Felizmente, noutros lados a produção teve o devido cuidado em modernizar o jogo de forma mais lógica. Os infames Quick Time Events, um formato de jogo que sinceramente abomino há anos, foram revistos, ligeiramente menos penalizadores e algo mais lógicos, disponsáveis na mesma. Também gostei de algumas revisitas a certas personagens, tornando-as um pouco menos caricatas, acontecendo o mesmo com certos momentos do jogo que eram francamente “tontos” no original. É um pouco mais sério, mantendo apenas alguns “quirks” típicos.

Por fim, o visual. Não há muito a dizer… excepto que é realmente soberbo. Na PlayStation 5, revelou-se um título com enorme detalhe, na linha dos demais remakes e jogos recentes de Resident Evil. De facto, não esperava outra coisa, com cenas intermédias fantásticas e momentos em jogo em que os efeitos visuais e a iluminação e sombras criam a devida tensão. Algumas animações continuam a parecer algo “robotizadas” mas, hey, é um remake de um jogo de 2005, o salto qualitativo é inegável.
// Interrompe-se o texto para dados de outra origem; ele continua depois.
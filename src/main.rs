//! Legalese Simplifier — Binary Entrypoint
//! Boots the Axum HTTP server, wiring routes, shared state, and middleware.

use std::path::PathBuf;
use std::sync::Arc;

use shuttle_axum::ShuttleAxum;
use tracing_subscriber::{fmt, prelude::*, EnvFilter};

use legalese_simplifier::adapter::build_client_from_config;
use legalese_simplifier::api::{create_router, AppState};
use legalese_simplifier::config::ai::AiConfig;
use legalese_simplifier::lexicon::{
    start_hot_reload_thread, LexiconEngine, LexiconHandle, DEFAULT_LEXICONS_CONFIG_PATH,
    ENV_LEXICONS_CONFIG_PATH,
};
use legalese_simplifier::metrics::Metrics;
use legalese_simplifier::prompt::load_system_prompt;
use legalese_simplifier::ratelimit::SlidingWindowLimiter;

/// Enable compact tracing logs in development only.
/// Activation requires BOTH:
///   - dev environment (debug build OR SHUTTLE_ENV in {local, development, dev})
///   - SIMPLIFY_DEV_LOG=1
fn enable_dev_tracing() {
    let dev_flag = std::env::var("SIMPLIFY_DEV_LOG")
        .ok()
        .is_some_and(|v| v == "1");

    let is_dev_env = cfg!(debug_assertions)
        || matches!(
            std::env::var("SHUTTLE_ENV")
                .unwrap_or_default()
                .to_ascii_lowercase()
                .as_str(),
            "local" | "development" | "dev"
        );

    if !(dev_flag && is_dev_env) {
        return;
    }

    let filter = EnvFilter::try_from_default_env()
        .unwrap_or_else(|_| EnvFilter::new("legalese_simplifier=info,warn"));

    tracing_subscriber::registry()
        .with(filter)
        .with(fmt::layer().compact())
        .init();
}

#[shuttle_runtime::main]
async fn axum() -> ShuttleAxum {
    // Load .env in local/dev; no-op in prod environments.
    let _ = dotenvy::dotenv();

    // Initialize dev tracing early (no-op in production).
    enable_dev_tracing();

    // --- Keyword lexicons (with dev hot reload) ---
    let engine = LexiconEngine::from_toml().expect("Failed to load lexicon config");
    let lexicon = LexiconHandle::new(engine);
    let path = std::env::var(ENV_LEXICONS_CONFIG_PATH)
        .map(PathBuf::from)
        .unwrap_or_else(|_| PathBuf::from(DEFAULT_LEXICONS_CONFIG_PATH));
    start_hot_reload_thread(lexicon.clone(), path);

    // --- Completion client (provider/mock/disabled per config + env) ---
    let ai_cfg = AiConfig::load_or_default("config/ai.json");
    let client = build_client_from_config(&ai_cfg);

    // --- Metrics endpoint ---
    let metrics = Metrics::init();

    let state = AppState {
        lexicon,
        client,
        limiter: Arc::new(SlidingWindowLimiter::from_env()),
        system_prompt: load_system_prompt().into(),
    };

    let router = create_router(state).merge(metrics.router());
    Ok(router.into())
}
De facto, o remake de Resident Evil 4 é mais uma óptima demonstração do poder da Capcom de reinventar um conceito. O original marcou um ponto de viragem para a série, o remake é um ponto de viragem para o próprio título original. Melhora-o tecnicamente, lima várias arestas e dá-lhe um novo visual. Mas, mantem o essencial intacto. Por vezes demasiado intacto, é certo, mas com imenso respeito pelo legado em mãos. Absolutamente recomendado aos fãs do original e para quem quer (re)descobrir um dos melhores thrillers de terror de sempre.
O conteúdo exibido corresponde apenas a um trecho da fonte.